[Mesa-dev] [RFC PATCH 00/12] Enable GL_AMD_vertex_shader_layer extension
Jordan Justen
jljusten at gmail.com
Thu Jul 18 11:50:31 PDT 2013
On Wed, Jul 17, 2013 at 1:09 PM, Paul Berry <stereotype441 at gmail.com> wrote:
> On 15 July 2013 17:14, Jordan Justen <jordan.l.justen at intel.com> wrote:
>>
>> git://people.freedesktop.org/~jljusten/mesa ivb-full-depth-buffer-v1
>>
>> This series converts DEPTH_BUFFER to use the LOD and
>> minimum array element fields and always points the
>> depth, hiz and stencil buffers at the top of the
>> miptree surface.
>>
>> This should allows us to support layered rendering,
>> although testing of this is not completed.
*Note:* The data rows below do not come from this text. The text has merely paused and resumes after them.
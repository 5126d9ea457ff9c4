//! Set of all dimension units used by textraster, along with conversion rules
//! to go from one to another easily.
//!
//! The main conversion rules used so far are that 1 in = 72 pt = dpi px and 1 px = 64 fixed
//! units.
use std::ops::{Add, AddAssign, Mul};
use std::{f64, fmt};

use serde::{Deserialize, Serialize};

use crate::saturating::Saturating;

/// Number of fractional bits of a `Fixed`.
pub const FRACTIONAL_BITS: u32 = 6;

/// Points per inch.
pub const POINTS_PER_INCH: f64 = 72.0;

/// A 26.6 fixed point number, equal to 1/64 of a pixel.
///
/// Positions and advances are kept in this unit so that sub-pixel offsets returned by the font
/// engine can be accumulated without drifting, while wrap decisions are still made on whole
/// pixels. Additions saturate at the bounds of the type.
#[derive(Copy, Clone, Serialize, Deserialize, PartialEq, Eq, PartialOrd, Ord, Hash, Default)]
pub struct Fixed(pub i32);

/// Points.
#[derive(Copy, Clone, Serialize, Deserialize, PartialEq, PartialOrd, Default)]
pub struct Pt(pub f64);

impl Fixed {
    /// The largest whole number of pixels a `Fixed` can hold.
    pub const MAX_PIXELS: i32 = i32::max_value() >> FRACTIONAL_BITS;

    /// Creates a fixed point number from a whole number of pixels.
    pub fn from_pixels(pixels: i32) -> Fixed {
        Fixed(pixels << FRACTIONAL_BITS)
    }

    /// Creates a fixed point number from a wider value, clamped to the range of the type.
    pub fn clamped(value: i64) -> Fixed {
        Fixed(value.max(i64::from(i32::min_value())).min(i64::from(i32::max_value())) as i32)
    }

    /// Returns the nearest whole number of pixels, rounding half up.
    pub fn round(self) -> i32 {
        self.0.sadd(&(1 << (FRACTIONAL_BITS - 1))) >> FRACTIONAL_BITS
    }

    /// Returns the largest whole number of pixels less than or equal to self.
    pub fn floor(self) -> i32 {
        self.0 >> FRACTIONAL_BITS
    }

    /// Returns the sub-pixel part of self.
    pub fn fract(self) -> Fixed {
        Fixed(self.0 & ((1 << FRACTIONAL_BITS) - 1))
    }
}

impl Pt {
    /// Converts a length in points to fixed units at the given resolution.
    ///
    /// The result is truncated toward zero, never rounded.
    pub fn to_fixed(self, dpi: f64) -> Fixed {
        Fixed((self.0 * dpi * (64.0 / POINTS_PER_INCH)) as i32)
    }

    /// Converts a length in points to fixed units, or returns `None` if the result isn't a finite
    /// number that a `Fixed` can hold.
    pub fn checked_to_fixed(self, dpi: f64) -> Option<Fixed> {
        let fixed = self.0 * dpi * (64.0 / POINTS_PER_INCH);

        if fixed.is_finite() && fixed.abs() <= f64::from(i32::max_value()) {
            Some(Fixed(fixed as i32))
        } else {
            None
        }
    }
}

impl fmt::Debug for Fixed {
    fn fmt(&self, f: &mut fmt::Formatter) -> fmt::Result {
        write!(f, "{}:{:02}", self.0 >> FRACTIONAL_BITS, self.fract().0)
    }
}

impl fmt::Display for Fixed {
    fn fmt(&self, f: &mut fmt::Formatter) -> fmt::Result {
        write!(f, "{}", f64::from(self.0) / 64.0)
    }
}

impl fmt::Debug for Pt {
    fn fmt(&self, f: &mut fmt::Formatter) -> fmt::Result {
        write!(f, "{} pt", self.0)
    }
}

impl fmt::Display for Pt {
    fn fmt(&self, f: &mut fmt::Formatter) -> fmt::Result {
        write!(f, "{}pt", self.0)
    }
}

macro_rules! impl_operators {
    ($the_type: ty, $constructor: expr) => {
        impl Add for $the_type {
            type Output = $the_type;

            fn add(self, other: $the_type) -> $the_type {
                $constructor(self.0.sadd(&other.0))
            }
        }

        impl AddAssign for $the_type {
            fn add_assign(&mut self, other: $the_type) {
                self.0 = self.0.sadd(&other.0);
            }
        }
    };
}

impl_operators!(Fixed, Fixed);

impl Mul<f64> for Pt {
    type Output = Pt;

    fn mul(self, rhs: f64) -> Pt {
        Pt(self.0 * rhs)
    }
}

/// Compares two float numbers to check if they're close enough to be
/// considered equal.
///
/// Inspired by [this post](https://users.rust-lang.org/t/assert-eq-for-float-numbers/7034/3).
///
/// # Examples
///
/// ```
/// # use textraster::units::nearly_equal;
/// assert_eq!(nearly_equal(3.0, 2.99999), true);
/// assert_eq!(nearly_equal(4.0, 3.999), false);
/// ```
pub fn nearly_equal(a: f64, b: f64) -> bool {
    let abs_a = a.abs();
    let abs_b = b.abs();
    let diff = (a - b).abs();

    if a == b {
        // Handle infinities.
        true
    } else if a == 0.0 || b == 0.0 || diff < f64::MIN_POSITIVE {
        // One of a or b is zero (or both are extremely close to it,) use absolute error.
        diff < (f64::EPSILON * f64::MIN_POSITIVE)
    } else {
        // Use relative error.
        (diff / f64::min(abs_a + abs_b, f64::MAX)) < 10e-5
    }
}

#[cfg(test)]
mod tests {
    use crate::units::{Fixed, Pt};
    use test_case::test_case;

    #[test_case(Fixed(0), 0 ; "zero")]
    #[test_case(Fixed(31), 0 ; "below half")]
    #[test_case(Fixed(32), 1 ; "half rounds up")]
    #[test_case(Fixed(640), 10 ; "whole pixels")]
    #[test_case(Fixed(671), 10 ; "just below half")]
    #[test_case(Fixed(-32), 0 ; "negative half")]
    #[test_case(Fixed(i32::max_value()), Fixed::MAX_PIXELS ; "largest")]
    fn round_to_pixels(value: Fixed, expected: i32) {
        assert_eq!(value.round(), expected);
    }

    #[test]
    fn floor_and_fract() {
        let value = Fixed(10 * 64 + 17);
        assert_eq!(value.floor(), 10);
        assert_eq!(value.fract(), Fixed(17));
        assert_eq!(Fixed::from_pixels(value.floor()) + value.fract(), value);
    }

    #[test]
    fn addition_saturates() {
        let mut pen = Fixed(i32::max_value() - 100);
        assert_eq!(pen + Fixed(64), Fixed(i32::max_value()));

        pen += Fixed(1000);
        pen += Fixed(1000);
        assert_eq!(pen, Fixed(i32::max_value()));
    }

    #[test]
    fn clamp_wide_values() {
        assert_eq!(Fixed::clamped(2986), Fixed(2986));
        assert_eq!(Fixed::clamped(1 << 40), Fixed(i32::max_value()));
        assert_eq!(Fixed::clamped(-(1 << 40)), Fixed(i32::min_value()));
    }

    #[test]
    fn from_pixels_shifts() {
        assert_eq!(Fixed::from_pixels(10), Fixed(640));
    }

    #[test]
    fn convert_pt_to_fixed() {
        // 12pt at 72dpi is exactly 12px.
        assert_eq!(Pt(12.0).to_fixed(72.0), Fixed(768));

        // 14pt at 240dpi is 46.666..px, truncated in 1/64 px.
        assert_eq!(Pt(14.0).to_fixed(240.0), Fixed(2986));
    }

    #[test]
    fn checked_conversion() {
        assert_eq!(Pt(14.0).checked_to_fixed(240.0), Some(Fixed(2986)));
        assert_eq!(Pt(1e9).checked_to_fixed(240.0), None);
        assert_eq!(Pt(f64::INFINITY).checked_to_fixed(72.0), None);
        assert_eq!(Pt(f64::NAN).checked_to_fixed(72.0), None);
        assert_eq!(Pt(1000.0).checked_to_fixed(72.0), Some(Fixed(64000)));
    }

    #[test]
    fn debug_shows_pixels_and_fraction() {
        assert_eq!(format!("{:?}", Fixed(64 * 3 + 5)), "3:05");
    }
}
Layered
>> rendering will be required for GL 3.2 / GLSL 1.50
>> support, but it can also be exposed via the
>> GL_AMD_vertex_shader_layer extension.
>
>
> I sent out comments on patches 2, 6, and 11. The remainder are:
>
> Reviewed-by: Paul Berry <stereotype441 at gmail.com>
>
> One question, though:
>
> One of the things I recall us talking about is the problem that Intel
> hardware assumes that we always render to the same level/layer of the depth
> buffer as we do to the stencil buffer. When the framebuffer is layered,
> that happens automatically, but when the framebuffer isn't layered, there's
> nothing in the GL API to enforce this restriction.
>
> I recall some time ago talking about two possible solutions to that:
>
> (a) If the user tries to create a non-layered framebuffer where the depth
> and stencil attachments use different level/layer settings, mark the
> framebuffer as incomplete using FRAMEBUFFER_UNSUPPORTED (the GL spec allows
> for this in order to accommodate implementation-dependent restrictions, and
> it sounds like this is precisely the situation we find ourselves in)
>
> (b) If the user tries to render to a non-layered framebuffer in which the
> depth and stencil attachments use different level/layer settings, blit into
> a temporary non-layered depth/stencil buffer for the duration of rendering
> (much of the infrastructure behind brw_workaround_depthstencil_alignment()
> could probably be re-used for this purpose).
>
> I don't see your series doing either of these two things. Am I missing
> something?
No. Sorry, I missed this.
> My preference, incidentally, is to do (a), since it's far easier, and it's
> totally permitted by the GL spec. If we discover that marking the
> framebuffer as incomplete is causing real-world apps to fail, we can always
> switch to (b) in the future.
I made a quick hack depthstencil-different-lod test here:
git://people.freedesktop.org/~jljusten/piglit depthstencil-different-lod
http://cgit.freedesktop.org/~jljusten/piglit/commit/?h=depthstencil-different-lod&id=2ce6ca61
It tries to attach depth lod 1 and stencil lod 0. This test does not
try to render anything. It just tries to set up the framebuffer.
On Mesa IVB (as expected) this currently succeeds.
On 3.3.0 NVIDIA 304.88 / GeForce GT 240/PCIe/SSE2, I see framebuffer incomplete.
Based on this, it seems likely that this might be an okay candidate
for framebuffer incomplete, but should we check more drivers?
Does my test code look like it is checking properly?